I am doing battle with wild grape vines trying to clear them out of my woods. They are pretty tough to kill. They do need a lot of sun light to survive.


----------



## Wood Scrounge (Mar 19, 2009)

I'm not hopeful, some of the vines that did not get moved have buds already the ones that were moved nothing.


----------



## Urban Forester (Mar 19, 2009)

Wood Scrounge said:


> I dug the root balls as big and as deep as I could (3' W X ~3' deep) in frozen ground. I dug the new holes almost 2X the size of the root ball and back filled the extra with a mix of peet and topsoil...



Judging from the effort you put into and the above description, you did as much as you could. I think they should make it. As another poster said they're pretty tough to kill.


----------



## CaveSaw (Apr 7, 2009)

*Vines*

They are tough to kill. If these rootings don't take you still might get away with planting a cutting from the leftover vine when it warms up. If there's enough to spare you might take a 15-18 inch branch now, wrap it, bury it, and then plant it beside your vines once it warms up. That would give you an insurance policy on the plant.


----------



## Wood Scrounge (Apr 14, 2009)

Wood Scrounge said:


> I'm not hopeful, some of the vines that did not get moved have buds already the ones that were moved nothing.
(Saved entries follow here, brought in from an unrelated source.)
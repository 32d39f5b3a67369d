//! Integer redistribution of percentage points.
//!
//! Both functions return whole percentages that sum exactly to the amount
//! being distributed.

/// Split `total` evenly over `n` slots; the first `total % n` slots get one extra.
pub fn even_split(total: u32, n: usize) -> Vec<u32> {
    if n == 0 {
        return Vec::new();
    }
    let n32 = n as u32;
    let share = total / n32;
    let extra = (total % n32) as usize;
    (0..n).map(|i| share + u32::from(i < extra)).collect()
}

/// Distribute `amount` over slots in proportion to their `current` values.
///
/// Each slot gets `amount * current_i / sum(current)` rounded so that the
/// results sum to `amount` exactly: slots are floored, then the points lost
/// to flooring go to the slots with the largest fractional parts (earlier
/// slots win ties). Falls back to `even_split` when every slot is zero.
pub fn proportional_split(amount: u32, current: &[u32]) -> Vec<u32> {
    let total: u64 = current.iter().map(|&v| u64::from(v)).sum();
    if total == 0 {
        return even_split(amount, current.len());
    }

    let amount64 = u64::from(amount);
    let mut result = Vec::with_capacity(current.len());
    let mut fractions = Vec::with_capacity(current.len());
    for (i, &value) in current.iter().enumerate() {
        let scaled = amount64 * u64::from(value);
        result.push((scaled / total) as u32);
        fractions.push((scaled % total, i));
    }

    let assigned: u64 = result.iter().map(|&v| u64::from(v)).sum();
    let leftover = (amount64 - assigned) as usize;

    // Largest fractional part first, index order on ties
    fractions.sort_by(|a, b| b.0.cmp(&a.0).then(a.1.cmp(&b.1)));
    for &(_, i) in fractions.iter().take(leftover) {
        result[i] += 1;
    }
    result
}

#[cfg(test)]
mod tests {
    use super::*;

    #[test]
    fn test_even_split_three_ways() {
        assert_eq!(even_split(100, 3), vec![34, 33, 33]);
    }

    #[test]
    fn test_even_split_remainder_goes_first() {
        assert_eq!(even_split(100, 6), vec![17, 17, 17, 17, 16, 16]);
        assert_eq!(even_split(60, 1), vec![60]);
        assert_eq!(even_split(2, 4), vec![1, 1, 0, 0]);
    }

    #[test]
    fn test_even_split_empty() {
        assert!(even_split(100, 0).is_empty());
    }

    #[test]
    fn test_proportional_keeps_ratio() {
        assert_eq!(proportional_split(30, &[30, 20]), vec![18, 12]);
        assert_eq!(proportional_split(50, &[25, 25, 50]), vec![13, 12, 25]);
    }

    #[test]
    fn test_proportional_sums_exactly() {
        let cases: &[(u32, &[u32])] = &[
            (100, &[1, 1, 1]),
            (67, &[33, 33, 34]),
            (7, &[10, 10, 10, 10, 10, 10]),
            (99, &[3, 5, 7, 11, 13]),
            (0, &[40, 60]),
        ];
        for &(amount, current) in cases {
            let split = proportional_split(amount, current);
            assert_eq!(split.len(), current.len());
            assert_eq!(split.iter().sum::<u32>(), amount, "split of {} over {:?}", amount, current);
        }
    }

    #[test]
    fn test_proportional_zero_siblings_fall_back_to_even() {
        assert_eq!(proportional_split(60, &[0]), vec![60]);
        assert_eq!(proportional_split(61, &[0, 0]), vec![31, 30]);
    }

    #[test]
    fn test_proportional_zero_share_stays_zero_when_exact() {
        assert_eq!(proportional_split(40, &[0, 20, 20]), vec![0, 20, 20]);
    }
}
I think they are going to make it, they now have buds, they seem to be about 2 weeks behind the ones that were not moved.


----------



## dingeryote (Apr 15, 2009)

I have the :censored: things growing between my Bluberry bushes.
I hate them!! 

I cut the vines, paint the cuts with evil stuff, pull them out of the ground and burn them, spray them with Velpar, and gromoxymine, and then go back to cutting vines.. it's an annual cycle.

Trust me. If those vines die, they were already DEAD when you transplanted them.

If you're worried, cut a couple 2' sections of vine, and drop one end of the cuttings into a bucket of water and wait. 

Grape vines inspired the movie "Day of the triffids".

If you accidentally killed yours, You can come and acidently kill all of mine!! LOL!

Stay safe!
Dingeryote


----------



## Wood Scrounge (Apr 15, 2009)

dingeryote said:


> I have the :censored: things growing between my Bluberry bushes.
> I hate them!!
> 
> I cut the vines, paint the cuts with evil stuff, pull them out of the ground and burn them, spray them with Velpar, and gromoxymine, and then go back to cutting vines.. it's an annual cycle.
> ...



Tell me how you really feel about em. LOL!


----------



## KD57 (Apr 15, 2009)

Your moving grape vines? That's like wanting to move poison ivy.


----------



## Wood Scrounge (Apr 15, 2009)

KD57 said:


> Your moving grape vines? That's like wanting to move poison ivy.



LOL, these are really good grapes for juicing and making wine.


----------



## Urbicide (Apr 15, 2009)

KD57 said:


> Your moving grape vines? That's like wanting to move poison ivy.



I think poison ivy is easier to kill.


----------



## dingeryote (Apr 15, 2009)

Urbicide said:


> I think poison ivy is easier to kill.



It is. Crossbow and some velpar and it's done.Hack it out 2 weeks later.

Grapevine that gets sprayed, chopped up and tilled under, just grows back after it's dead.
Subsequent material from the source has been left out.